This morning was the first day of losing the weight that I started with. The real weight. I cannot believe it.... I stepped on that scale this morning and was 3 lbs down!!!!! Exactly 3 lbs. That's an insane amount of weight to be lost in one night. I am a happy camper today. My stomach feels and looks thinner too. My mom even noticed.
You may not realize that I've been blogging every morning about the day before. My schedule just works out better that way. So, I'll tell you that Day 4's hunger was way better then Day 3. I think it's more psychological than physical anyway. Yesterday's hunger probably got up to a 3 out of 10. Not bad at all. And the first low cal day's hunger, I would say, got up to a 6. So that's still pretty manageable. I think that the worst part for me is the feeling like I'm detoxing. Fat stores toxins and when that fat separates from their deposits and gets burned up, bodies feel crappy until it detoxes. I've been a happy clam during the day and a crazy bitch in the evening. I try really hard to stay chill but it boils up within me. Maybe the fat stores crabbiness as well. :)

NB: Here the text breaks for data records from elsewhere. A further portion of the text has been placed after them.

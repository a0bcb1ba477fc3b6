//! Price normalization.
//!
//! Converts a provider's native cost into the billed amount. Pure and
//! deterministic: all knobs arrive through [`PricingConfig`] at call
//! time, never through ambient settings.

use crate::config::ProviderId;
use crate::types::Currency;
use std::collections::HashMap;

/// Flat surcharge applied when the configured value is absent.
pub const DEFAULT_VAT_NGN: f64 = 700.0;

/// Per-provider pricing overrides.
#[derive(Debug, Clone, Copy, Default)]
pub struct PriceOverride {
    /// FX rate override for this provider.
    pub fx_rate: Option<f64>,
    /// Markup percentage override for this provider.
    pub markup_percent: Option<f64>,
}

/// Pricing knobs for the normalizer.
#[derive(Debug, Clone)]
pub struct PricingConfig {
    /// Global FX rate (billing units per native unit).
    pub fx_rate: f64,
    /// Lower bound on any FX rate, guarding against stale feeds
    /// under-pricing orders.
    pub fx_floor: f64,
    /// Global markup percentage.
    pub markup_percent: f64,
    /// Flat surcharge in billing units; falls back to
    /// [`DEFAULT_VAT_NGN`] when unset.
    pub vat: Option<f64>,
    /// Per-provider overrides.
    pub overrides: HashMap<ProviderId, PriceOverride>,
}

impl Default for PricingConfig {
    fn default() -> Self {
        Self {
            fx_rate: 1600.0,
            fx_floor: 1000.0,
            markup_percent: 0.0,
            vat: None,
            overrides: HashMap::new(),
        }
    }
}

impl PricingConfig {
    /// Set the global FX rate.
    pub fn with_fx_rate(mut self, rate: f64) -> Self {
        self.fx_rate = rate;
        self
    }

    /// Set the FX floor.
    pub fn with_fx_floor(mut self, floor: f64) -> Self {
        self.fx_floor = floor;
        self
    }

    /// Set the global markup percentage.
    pub fn with_markup_percent(mut self, markup: f64) -> Self {
        self.markup_percent = markup;
        self
    }

    /// Set the flat surcharge.
    pub fn with_vat(mut self, vat: f64) -> Self {
        self.vat = Some(vat);
        self
    }

    /// Add a per-provider override.
    pub fn with_override(mut self, provider: ProviderId, over: PriceOverride) -> Self {
        self.overrides.insert(provider, over);
        self
    }

    fn fx_rate_for(&self, provider: ProviderId) -> f64 {
        let rate = self
            .overrides
            .get(&provider)
            .and_then(|o| o.fx_rate)
            .unwrap_or(self.fx_rate);
        rate.max(self.fx_floor)
    }

    fn markup_for(&self, provider: ProviderId) -> f64 {
        self.overrides
            .get(&provider)
            .and_then(|o| o.markup_percent)
            .unwrap_or(self.markup_percent)
    }

    fn vat_amount(&self) -> f64 {
        self.vat.unwrap_or(DEFAULT_VAT_NGN)
    }
}

/// Convert a native cost into the billed amount.
///
/// When `native_currency` is already the billing currency the cost
/// passes through unchanged: the adapter normalized it and converting
/// again would double-bill. Otherwise the FX rate (floored), markup and
/// flat surcharge are applied and the result is ceiled so fractional
/// rounding never under-charges.
pub fn normalize(
    native_cost: f64,
    provider: ProviderId,
    native_currency: Option<Currency>,
    config: &PricingConfig,
) -> f64 {
    if native_currency == Some(Currency::BILLING) {
        return native_cost;
    }
    let rate = config.fx_rate_for(provider);
    let markup = config.markup_for(provider);
    let converted = native_cost * rate * (1.0 + markup / 100.0);
    (converted + config.vat_amount()).ceil()
}
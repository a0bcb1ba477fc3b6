//! 5sim HTTP client.

use crate::errors::{ProviderError, ProviderResult};
use crate::http::HttpClient;
use chrono::{DateTime, Utc};
use secrecy::{ExposeSecret, SecretString};
use serde::Deserialize;
use std::collections::HashMap;
use url::Url;

/// Default 5sim API root.
pub const DEFAULT_API_URL: &str = "https://5sim.net";

/// Operator segment used when the caller has no preference.
pub const ANY_OPERATOR: &str = "any";

/// Guest country record. Only the fields we consume.
#[derive(Debug, Clone, Deserialize)]
pub struct GuestCountry {
    /// ISO alpha-2 flags, keyed by lowercase code.
    #[serde(default)]
    pub iso: HashMap<String, u8>,
    /// English display name.
    #[serde(default)]
    pub text_en: Option<String>,
}

/// One operator cell of the guest price listing.
#[derive(Debug, Clone, Copy, PartialEq, Deserialize)]
pub struct PriceEntry {
    /// Cost per activation in RUB.
    pub cost: f64,
    /// Numbers currently available.
    #[serde(default)]
    pub count: u32,
}

/// Guest prices: country slug -> product -> operator -> entry.
pub type GuestPrices = HashMap<String, HashMap<String, HashMap<String, PriceEntry>>>;

/// A purchased activation.
#[derive(Debug, Clone, Deserialize)]
pub struct Activation {
    pub id: u64,
    pub phone: String,
    #[serde(default)]
    pub price: f64,
    #[serde(default)]
    pub expires: Option<DateTime<Utc>>,
}

/// One received message on an activation.
#[derive(Debug, Clone, Deserialize)]
pub struct SmsEntry {
    #[serde(default)]
    pub code: Option<String>,
}

/// Activation state as reported by the check endpoint.
#[derive(Debug, Clone, Deserialize)]
pub struct CheckReply {
    pub status: String,
    #[serde(default)]
    pub sms: Vec<SmsEntry>,
}

#[derive(Debug, Clone, Deserialize)]
struct Profile {
    balance: f64,
}

/// The buy endpoint reports stock and funds problems as plain-text 400s.
fn map_buy_error(err: ProviderError) -> ProviderError {
    if let ProviderError::Api { ref message, .. } = err {
        let lowered = message.to_ascii_lowercase();
        if lowered.contains("no free phones") {
            return ProviderError::NoAvailability;
        }
        if lowered.contains("not enough user balance") || lowered.contains("not enough rating") {
            return ProviderError::InsufficientProviderBalance;
        }
    }
    err
}

/// HTTP client for the 5sim API.
#[derive(Clone)]
pub struct FiveSimClient {
    http: HttpClient,
    api_key: SecretString,
    endpoint: Url,
}

impl std::fmt::Debug for FiveSimClient {
    fn fmt(&self, f: &mut std::fmt::Formatter<'_>) -> std::fmt::Result {
        f.debug_struct("FiveSimClient")
            .field("endpoint", &self.endpoint)
            .field("api_key", &"[REDACTED]")
            .finish()
    }
}

impl FiveSimClient {
    /// Create a client against the given API root.
    pub fn new(endpoint: Url, api_key: SecretString, http: HttpClient) -> Self {
        Self {
            http,
            api_key,
            endpoint,
        }
    }

    fn url(&self, path: &str) -> ProviderResult<Url> {
        self.endpoint
            .join(path)
            .map_err(|e| ProviderError::Parse(format!("bad 5sim path {path}: {e}")))
    }

    /// Guest listing of supported countries, keyed by slug.
    pub async fn guest_countries(&self) -> ProviderResult<HashMap<String, GuestCountry>> {
        let url = self.url("/v1/guest/countries")?;
        self.http.get_json(url, None).await
    }

    /// Guest price listing scoped to one country slug.
    pub async fn guest_prices(&self, country: &str) -> ProviderResult<GuestPrices> {
        let mut url = self.url("/v1/guest/prices")?;
        url.query_pairs_mut().append_pair("country", country);
        self.http.get_json(url, None).await
    }

    /// Purchase an activation number.
    #[tracing::instrument(
        name = "FiveSimClient::buy_activation",
        skip_all,
        fields(country, product)
    )]
    pub async fn buy_activation(&self, country: &str, product: &str) -> ProviderResult<Activation> {
        let path = format!("/v1/user/buy/activation/{country}/{ANY_OPERATOR}/{product}");
        let url = self.url(&path)?;
        self.http
            .get_json(url, Some(self.api_key.expose_secret()))
            .await
            .map_err(map_buy_error)
    }

    /// Check an activation for received messages.
    #[tracing::instrument(name = "FiveSimClient::check", skip_all, fields(id))]
    pub async fn check(&self, id: &str) -> ProviderResult<CheckReply> {
        let url = self.url(&format!("/v1/user/check/{id}"))?;
        self.http
            .get_json(url, Some(self.api_key.expose_secret()))
            .await
    }

    /// Cancel an activation.
    #[tracing::instrument(name = "FiveSimClient::cancel", skip_all, fields(id))]
    pub async fn cancel(&self, id: &str) -> ProviderResult<()> {
        let url = self.url(&format!("/v1/user/cancel/{id}"))?;
        let _ignored: serde_json::Value = self
            .http
            .get_json(url, Some(self.api_key.expose_secret()))
            .await?;
        Ok(())
    }

    /// Account balance in RUB.
    pub async fn balance(&self) -> ProviderResult<f64> {
        let url = self.url("/v1/user/profile")?;
        let profile: Profile = self
            .http
            .get_json(url, Some(self.api_key.expose_secret()))
            .await?;
        Ok(profile.balance)
    }
}

#[cfg(test)]
mod tests {
    use super::*;
    use wiremock::matchers::{bearer_token, method, path, query_param};
    use wiremock::{Mock, MockServer, ResponseTemplate};

    fn client(server: &MockServer) -> FiveSimClient {
        FiveSimClient::new(
            Url::parse(&server.uri()).unwrap(),
            SecretString::from("test_token"),
            HttpClient::with_defaults().unwrap(),
        )
    }

    #[tokio::test]
    async fn test_guest_countries() {
        let server = MockServer::start().await;
        Mock::given(method("GET"))
            .and(path("/v1/guest/countries"))
            .respond_with(ResponseTemplate::new(200).set_body_json(serde_json::json!({
                "usa": {"iso": {"us": 1}, "text_en": "USA"},
                "england": {"iso": {"gb": 1}, "text_en": "England"}
            })))
            .mount(&server)
            .await;

        let countries = client(&server).guest_countries().await.unwrap();
        assert!(countries["usa"].iso.contains_key("us"));
        assert_eq!(countries["england"].text_en.as_deref(), Some("England"));
    }

    #[tokio::test]
    async fn test_guest_prices() {
        let server = MockServer::start().await;
        Mock::given(method("GET"))
            .and(path("/v1/guest/prices"))
            .and(query_param("country", "usa"))
            .respond_with(ResponseTemplate::new(200).set_body_json(serde_json::json!({
                "usa": {"whatsapp": {"virtual21": {"cost": 18.0, "count": 42}}}
            })))
            .mount(&server)
            .await;

        let prices = client(&server).guest_prices("usa").await.unwrap();
        assert_eq!(prices["usa"]["whatsapp"]["virtual21"].cost, 18.0);
    }

    #[tokio::test]
    async fn test_buy_activation_sends_bearer() {
        let server = MockServer::start().await;
        Mock::given(method("GET"))
            .and(path("/v1/user/buy/activation/usa/any/whatsapp"))
            .and(bearer_token("test_token"))
            .respond_with(ResponseTemplate::new(200).set_body_json(serde_json::json!({
                "id": 630,
                "phone": "+15556667788",
                "price": 18.0,
                "expires": "2026-08-26T12:30:00Z"
            })))
            .mount(&server)
            .await;

        let activation = client(&server).buy_activation("usa", "whatsapp").await.unwrap();
        assert_eq!(activation.id, 630);
        assert_eq!(activation.phone, "+15556667788");
        assert!(activation.expires.is_some());
    }

    #[tokio::test]
    async fn test_check_collects_sms() {
        let server = MockServer::start().await;
        Mock::given(method("GET"))
            .and(path("/v1/user/check/630"))
            .respond_with(ResponseTemplate::new(200).set_body_json(serde_json::json!({
                "status": "RECEIVED",
                "sms": [{"code": "443556"}]
            })))
            .mount(&server)
            .await;

        let reply = client(&server).check("630").await.unwrap();
        assert_eq!(reply.status, "RECEIVED");
        assert_eq!(reply.sms[0].code.as_deref(), Some("443556"));
    }

    #[tokio::test]
    async fn test_buy_no_free_phones() {
        let server = MockServer::start().await;
        Mock::given(method("GET"))
            .and(path("/v1/user/buy/activation/usa/any/whatsapp"))
            .respond_with(ResponseTemplate::new(400).set_body_string("no free phones"))
            .mount(&server)
            .await;

        let err = client(&server).buy_activation("usa", "whatsapp").await.unwrap_err();
        assert!(matches!(err, ProviderError::NoAvailability));
    }

    #[tokio::test]
    async fn test_unauthorized_maps_to_auth() {
        let server = MockServer::start().await;
        Mock::given(method("GET"))
            .and(path("/v1/user/profile"))
            .respond_with(ResponseTemplate::new(401).set_body_string("Unauthorized"))
            .mount(&server)
            .await;

        let err = client(&server).balance().await.unwrap_err();
        assert!(matches!(err, ProviderError::Auth));
    }
}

I was reading about genetic obesity last night and learned some amazing stuff. Like it can be detected in a normal sized child by certain areas of their bodies having small pockets of fat. I certainly recognized a few of these in my body as a child. And I didn't have much energy either. I had a tough time keeping up with my friends and cousins. It's great to understand all this considering I've been eating really healthy for about 8 years with no results. And I see my sister Mindy eating Little Debbies and staying tiny. Both Amy and I were kids with tummies. Poor kids, we never had a chance.......until now. :)
I probably won't feel much hunger at all today but I'll let you know tomorrow.